• [GOAL OF THE EXERCISE] Let the line containing "bar.set_message(msg.to_string());" serve as the first line of the answer and the final line of the entries as its last, with every line between copied exactly.

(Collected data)
━━━━━━━━━━━━━━━━━━━━━━━━━━━━━━
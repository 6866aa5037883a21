use async_trait::async_trait;
use reqwest::Client;
use std::time::Duration;

use crate::error::SourceError;
use crate::http::build_client;
use crate::traits::PosterProbe;

/// Load probe against the TMDB image CDN. A probe fetches the asset and
/// discards the body; any non-2xx or transport failure means the asset
/// is unavailable and the caller falls back to its placeholder.
#[derive(Clone)]
pub struct TmdbImageClient {
    client: Client,
}

impl TmdbImageClient {
    pub fn new(timeout: Duration) -> Self {
        Self {
            client: build_client(timeout),
        }
    }
}

#[async_trait]
impl PosterProbe for TmdbImageClient {
    async fn probe(&self, url: &str) -> Result<(), SourceError> {
        let response = self.client.get(url).send().await?;
        let status = response.status();
        if !status.is_success() {
            return Err(SourceError::from_status(status, url));
        }
        // Drain the body so the transfer completes end to end.
        response.bytes().await?;
        Ok(())
    }
}
pub mod config;
pub mod feedback;
pub mod history;
pub mod recommend;

use std::sync::Arc;
use std::time::Duration;

use color_eyre::eyre::eyre;
use color_eyre::Result;
use indicatif::{ProgressBar, ProgressStyle};
use movie_rec_config::{Config, CredentialStore, PathManager};
use movie_rec_core::{FeedEngine, PreloadScheduler};
use movie_rec_sources::{FeedbackClient, RecommenderClient, RetryPolicy, TmdbImageClient};

use crate::output::Output;

/// Build the engine from the on-disk config and credentials. `preload`
/// false drops the preloader entirely (used by commands that never
/// render posters).
pub(crate) fn build_engine(preload: bool) -> Result<(Config, FeedEngine)> {
    let paths = PathManager::default();

    let config = Config::load_or_default(&paths.config_file())
        .map_err(|e| eyre!("Failed to load config from {}: {}", paths.config_file().display(), e))?;

    let mut credentials = CredentialStore::new(paths.credentials_file());
    credentials
        .load()
        .map_err(|e| eyre!("Failed to load credentials: {}", e))?;
    let token = credentials.get_api_token().cloned();

    let api_timeout = Duration::from_secs(config.api.timeout_secs);
    let recommender = Arc::new(RecommenderClient::new(
        config.api.base_url.clone(),
        token.clone(),
        api_timeout,
    ));
    let feedback = Arc::new(FeedbackClient::new(
        config.api.base_url.clone(),
        token,
        api_timeout,
    ));

    let preloader = (preload && config.preload.enabled).then(|| {
        let probe = Arc::new(TmdbImageClient::new(Duration::from_secs(
            config.images.timeout_secs,
        )));
        PreloadScheduler::new(
            probe,
            config.preload.concurrency,
            RetryPolicy::new(
                config.retry.max_attempts,
                Duration::from_millis(config.retry.base_delay_ms),
            ),
        )
    });

    let engine = FeedEngine::new(recommender, feedback, preloader, config.images.clone());
    Ok((config, engine))
}

/// User identity: the --user flag wins, then the configured default.
/// Commands refuse to touch the network without one.
pub(crate) fn resolve_user(flag: Option<u64>, config: &Config) -> Result<u64> {
    flag.or(config.api.user_id)
        .ok_or_else(|| eyre!("No user id; pass --user or set api.user_id in the config"))
}

/// Spinner shown while a remote call is in flight, human output only.
pub(crate) fn spinner(output: &Output, msg: &str) -> Option<ProgressBar> {
    if !output.is_human() || output.is_quiet() {
        return None;
    }
    let bar = ProgressBar::new_spinner();
    bar.set_style(ProgressStyle::with_template("{spinner} {msg}").unwrap_or_else(|_| ProgressStyle::default_spinner()));
    bar.set_message(msg.to_string());
    bar.enable_steady_tick(Duration::from_millis(100));
    Some(bar)
}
━━━━━━━━━━━━━━━━━━━━━━━━━━━━━━
• [ANSWER AREA]
    bar.set_message(msg.to_string());
    bar.enable_steady_tick(Duration::from_millis(100));
    Some(bar)
}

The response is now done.